Parents who want to take a stand against soda should start at home, Sothern says. They shouldn’t try to ban soda outright, but they should set limits. One 12-ounce can of soda each day should be the absolute maximum, she says, and children with weight problems should have even less. Gradually, over time, parents can substitute healthier drinks so that soda again recedes to its earlier status as an occasional treat.

Fortunately, even the most dedicated soda drinkers can be persuaded to cut back, Sothern says. In fact, she’s found that it’s often the simplest way for overweight kids to slim down. The 300-pound girl lost nine pounds in several weeks simply by switching from soda to water and milk.

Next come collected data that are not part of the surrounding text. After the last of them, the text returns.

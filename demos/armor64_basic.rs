//! Example of encoding, decoding, and validating armor64 text

use armor64::{DecodeError, Decoder, Encoder};

fn main() -> anyhow::Result<()> {
    println!("=== armor64 Example ===\n");

    let encoder = Encoder::new();
    let decoder = Decoder::new();

    // Text payload
    let armored = encoder.encode("Hello, World!");
    println!("\"Hello, World!\" -> {}", armored);

    // Binary payload
    let bytes = vec![0x00, 0x01, 0x02, 0x03, 0xFE, 0xFF];
    let armored_bytes = encoder.encode(&bytes);
    println!("{:02x?} -> {}", bytes, armored_bytes);

    // Round-trip
    let decoded = decoder.decode(&armored_bytes)?;
    assert_eq!(decoded, bytes);
    println!("\nRound-trip verification passed!");

    // Strictness
    println!("\nRejected inputs:");
    for text in ["H_-\n", "H_0", "abcde", "__=="] {
        match decoder.decode(text) {
            Ok(_) => unreachable!("{:?} is not canonical", text),
            Err(e @ DecodeError::NonCanonical(_)) => println!("  {:?}: non-canonical ({})", text, e),
            Err(e) => println!("  {:?}: {}", text, e),
        }
    }

    Ok(())
}
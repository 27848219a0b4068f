//! armor64 decoder
//!
//! Decoding is strict: only the exact text [`encode`](crate::encode) would
//! produce for some byte sequence is accepted. Everything else is an error,
//! never a best-effort result.

use crate::alphabet;
use std::fmt;

/// Why an alphabet-valid, correctly sized text is still not a canonical encoding
#[derive(Clone, Copy, Debug, PartialEq, Eq)]
pub enum NonCanonicalReason {
    /// A trailing 6-bit group that produced no byte
    SurplusBits,
    /// The 2 or 4 bits left after the last byte are not all zero
    NonZeroPadding,
}

impl fmt::Display for NonCanonicalReason {
    fn fmt(&self, f: &mut fmt::Formatter<'_>) -> fmt::Result {
        match self {
            NonCanonicalReason::SurplusBits => write!(f, "surplus 6 trailing bits"),
            NonCanonicalReason::NonZeroPadding => write!(f, "non-zero trailing padding bits"),
        }
    }
}

/// Error type for armor64 decoding
#[derive(Clone, Copy, Debug, PartialEq, Eq)]
pub enum DecodeError {
    /// Input length mod 4 == 1, which no byte sequence encodes to
    InvalidLength { length: usize },
    /// First byte that is not an armor64 symbol (including any non-ASCII byte)
    InvalidCharacter { index: usize, byte: u8 },
    /// Valid symbols and length, but not the unique encoding of any bytes
    NonCanonical(NonCanonicalReason),
}

impl fmt::Display for DecodeError {
    fn fmt(&self, f: &mut fmt::Formatter<'_>) -> fmt::Result {
        match self {
            DecodeError::InvalidLength { length } => {
                write!(f, "Invalid armor64 length {}: mod 4 == 1 is not allowed", length)
            }
            DecodeError::InvalidCharacter { index, byte } if byte.is_ascii() => {
                write!(f, "Invalid character '{}' at {}", byte.escape_ascii(), index)
            }
            DecodeError::InvalidCharacter { index, byte } => {
                write!(f, "Non-ASCII byte {:#04x} at {}", byte, index)
            }
            DecodeError::NonCanonical(reason) => {
                write!(f, "Non-canonical encoding: {}", reason)
            }
        }
    }
}

impl std::error::Error for DecodeError {}

/// Decodes armor64 text into bytes
pub struct Decoder {
    // Stateless: there is nothing to relax about a strict decoder
}

impl Decoder {
    /// Create a new decoder
    pub fn new() -> Self {
        Self {}
    }

    /// Decode `input`, rejecting anything that is not a canonical encoding.
    ///
    /// `input` is usually a `&str`; raw bytes are accepted too, so text read
    /// from a file or stdin does not need to be UTF-8 validated first. Lengths
    /// and indices count characters: UTF-8 continuation bytes are not counted.
    pub fn decode(&self, input: impl AsRef<[u8]>) -> Result<Vec<u8>, DecodeError> {
        let input = input.as_ref();
        if input.is_empty() {
            return Ok(Vec::new());
        }

        let mut output = Vec::with_capacity(decoded_len(char_count(input))?);

        let mut buffer: u32 = 0;
        let mut bits: u32 = 0;

        // Every byte before the first rejected one is ASCII, so the byte
        // index is also the character index
        for (index, &byte) in input.iter().enumerate() {
            let value = alphabet::value_of(byte).ok_or(DecodeError::InvalidCharacter { index, byte })?;

            buffer = (buffer << 6) | u32::from(value);
            bits += 6;

            while bits >= 8 {
                bits -= 8;
                output.push((buffer >> bits) as u8);
            }

            // Keep only the bits not yet emitted
            buffer &= (1 << bits) - 1;
        }

        match bits {
            // Unreachable after the length check; kept as the last canonicality rule
            6 => Err(DecodeError::NonCanonical(NonCanonicalReason::SurplusBits)),
            _ if buffer != 0 => Err(DecodeError::NonCanonical(NonCanonicalReason::NonZeroPadding)),
            _ => Ok(output),
        }
    }
}

/// Number of UTF-8 characters in `input`, counting every byte that is not a
/// continuation byte
fn char_count(input: &[u8]) -> usize {
    input.iter().filter(|&&b| b & 0xC0 != 0x80).count()
}

impl Default for Decoder {
    fn default() -> Self {
        Self::new()
    }
}

/// Decode armor64 `input` to bytes
pub fn decode(input: impl AsRef<[u8]>) -> Result<Vec<u8>, DecodeError> {
    Decoder::new().decode(input)
}

/// Decode armor64 `input` and interpret the bytes as UTF-8.
///
/// Invalid UTF-8 sequences in the payload are replaced with U+FFFD. Only the
/// armor64 layer is held to the strict rules.
pub fn decode_to_string(input: impl AsRef<[u8]>) -> Result<String, DecodeError> {
    let bytes = decode(input)?;
    Ok(match String::from_utf8(bytes) {
        Ok(text) => text,
        Err(e) => String::from_utf8_lossy(e.as_bytes()).into_owned(),
    })
}

/// Whether `input` is a canonical armor64 encoding
pub fn is_valid(input: impl AsRef<[u8]>) -> bool {
    decode(input).is_ok()
}

/// Number of bytes a valid armor64 text of `text_len` characters decodes to
pub fn decoded_len(text_len: usize) -> Result<usize, DecodeError> {
    let partial = match text_len % 4 {
        0 => 0,
        2 => 1,
        3 => 2,
        _ => return Err(DecodeError::InvalidLength { length: text_len }),
    };
    Ok(text_len / 4 * 3 + partial)
}
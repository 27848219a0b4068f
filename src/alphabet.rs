//! The armor64 alphabet and its reverse lookup table

/// Symbols in value order: index `i` is the symbol for the 6-bit value `i`
pub const ALPHABET_STR: &str = "-0123456789ABCDEFGHIJKLMNOPQRSTUVWXYZ_abcdefghijklmnopqrstuvwxyz";

/// Same as [`ALPHABET_STR`], as bytes
pub const ALPHABET: [u8; 64] = alphabet_bytes(ALPHABET_STR);

/// Marks a byte that is not part of the alphabet in [`REVERSE`]
const INVALID: u8 = 0xFF;

/// ASCII code point -> 6-bit value, or [`INVALID`]
static REVERSE: [u8; 128] = build_reverse(&ALPHABET);

const fn alphabet_bytes(symbols: &str) -> [u8; 64] {
    let bytes = symbols.as_bytes();
    assert!(bytes.len() == 64, "alphabet must have exactly 64 symbols");

    let mut out = [0u8; 64];
    let mut i = 0;
    while i < 64 {
        out[i] = bytes[i];
        i += 1;
    }
    out
}

const fn build_reverse(symbols: &[u8; 64]) -> [u8; 128] {
    let mut table = [INVALID; 128];
    let mut i = 0;
    while i < 64 {
        let symbol = symbols[i];
        assert!(symbol.is_ascii_graphic(), "alphabet symbols must be printable ASCII");
        assert!(table[symbol as usize] == INVALID, "alphabet symbols must be distinct");
        table[symbol as usize] = i as u8;
        i += 1;
    }
    table
}

/// Symbol for a 6-bit value. Bits above the low six are ignored.
#[inline]
pub fn symbol(value: u8) -> u8 {
    ALPHABET[(value & 0x3F) as usize]
}

/// 6-bit value of `byte`, or `None` if it is not an armor64 symbol.
///
/// Every byte >= 128 is rejected, as is any ASCII byte outside the
/// alphabet (space, CR, LF, `=`, `+`, `/`, ...).
#[inline]
pub fn value_of(byte: u8) -> Option<u8> {
    match REVERSE.get(byte as usize) {
        Some(&value) if value != INVALID => Some(value),
        _ => None,
    }
}

#[cfg(test)]
mod tests {
    use super::*;

    #[test]
    fn test_alphabet_order() {
        assert_eq!(symbol(0), b'-');
        assert_eq!(symbol(1), b'0');
        assert_eq!(symbol(10), b'9');
        assert_eq!(symbol(11), b'A');
        assert_eq!(symbol(36), b'Z');
        assert_eq!(symbol(37), b'_');
        assert_eq!(symbol(38), b'a');
        assert_eq!(symbol(63), b'z');
    }

    #[test]
    fn test_reverse_is_inverse() {
        for value in 0..64u8 {
            assert_eq!(value_of(symbol(value)), Some(value));
        }

        let valid = (0..=255u8).filter(|&b| value_of(b).is_some()).count();
        assert_eq!(valid, 64);
    }

    #[test]
    fn test_rejected_bytes() {
        for byte in [b' ', b'\r', b'\n', b'\t', b'=', b'+', b'/', b'.', 0x00, 0x7F, 0x80, 0xFF] {
            assert_eq!(value_of(byte), None, "byte {:#04x} should be rejected", byte);
        }
    }

    #[test]
    fn test_symbol_masks_high_bits() {
        assert_eq!(symbol(0x40), symbol(0));
        assert_eq!(symbol(0xFF), b'z');
    }
}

Even a small change can make a difference, according to recent research. A study of 650 English schoolchildren reported in the British Medical Journal found that obesity decreased by .2 percent among children who cut their soda intake by just half a glass per day. A control group of children who slightly increased their daily soda consumption experienced a 7.6 increase in obesity.

Kids can kick the soda habit. Whether high schools have the same willpower remains to be seen.